(Instructions for the task): Only the lines holding the string "stream" are needed; copy each of them from the data.

************

// ---------------------------------------------------------------------------
// Connection lifecycle
// ---------------------------------------------------------------------------

async fn handle_socket(
    state: Arc<HubState>,
    socket: WebSocket,
    matrix_id: String,
    display_name: String,
) {
    let epoch = state.epoch_counter.fetch_add(1, Ordering::Relaxed);
    let (tx, mut rx) = mpsc::unbounded_channel::<Outgoing>();
    let last_inbound = Arc::new(AtomicI64::new(Utc::now().timestamp_millis()));

    let handle = ConnectionHandle {
        tx: tx.clone(),
        display_name: display_name.clone(),
        last_inbound: last_inbound.clone(),
        epoch,
    };

    // Replacement: keep the old socket alive briefly, then close it cleanly.
    if let Some(old) = state.connections.insert(matrix_id.clone(), handle) {
        info!(matrix_id = %matrix_id, "connection replaced");
        tokio::spawn(async move {
            tokio::time::sleep(REPLACE_GRACE).await;
            let _ = old.tx.send(Outgoing::Close {
                reason: "Replaced by new connection",
            });
        });
    }

    if let Err(e) = state.store.upsert_matrix(&matrix_id, &display_name, None).await {
        warn!(error = %e, "registry update on connect failed");
    }

    // Greet, then tell everyone else.
    let _ = tx.send(Outgoing::Frame(ServerFrame::Registered {
        matrix_id: matrix_id.clone(),
        online_matrices: state.connected_ids(),
    }));
    state
        .broadcast_presence(&matrix_id, "online", Some(display_name.clone()))
        .await;
    state
        .metrics
        .set_gauge("connected_matrices", state.connected_count() as i64);

    let (mut sink, mut stream) = socket.split();

    // Writer: drains the outbound channel onto the socket.
    let writer = tokio::spawn(async move {
        while let Some(outgoing) = rx.recv().await {
            match outgoing {
                Outgoing::Frame(frame) => {
                    if sink.send(Message::Text(frame.to_json().into())).await.is_err() {
                        break;
                    }
                }
                Outgoing::Close { reason } => {
                    let _ = sink
                        .send(Message::Close(Some(CloseFrame {
                            code: 1000,
                            reason: reason.into(),
                        })))
                        .await;
                    break;
                }
            }
        }
    });

    // Reader: dispatch inbound frames until the peer goes away.
    while let Some(message) = stream.next().await {
        let message = match message {
            Ok(m) => m,
            Err(e) => {
                debug!(matrix_id = %matrix_id, error = %e, "socket read error");
                break;
            }
        };
        last_inbound.store(Utc::now().timestamp_millis(), Ordering::Relaxed);

        match message {
            Message::Text(text) => {
                dispatch_frame(&state, &matrix_id, text.as_str(), &tx).await;
            }
            Message::Ping(_) | Message::Pong(_) => {}
            Message::Close(_) => break,
            Message::Binary(_) => {
                debug!(matrix_id = %matrix_id, "binary frame ignored");
            }
        }
    }

    // Teardown: only the current epoch owner clears the registry entry, so a
    // replaced socket's exit does not knock out its successor.
    if state.remove_if_current(&matrix_id, epoch) {
        if let Err(e) = state
            .store
            .set_matrix_status(&matrix_id, MatrixStatus::Offline)
            .await
        {
            warn!(error = %e, "offline status update failed");
        }
        state.broadcast_presence(&matrix_id, "offline", None).await;
        state
            .metrics
            .set_gauge("connected_matrices", state.connected_count() as i64);
        info!(matrix_id = %matrix_id, "matrix disconnected");
    }
    writer.abort();
}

************

(Task answer):
    let (mut sink, mut stream) = socket.split();
    while let Some(message) = stream.next().await {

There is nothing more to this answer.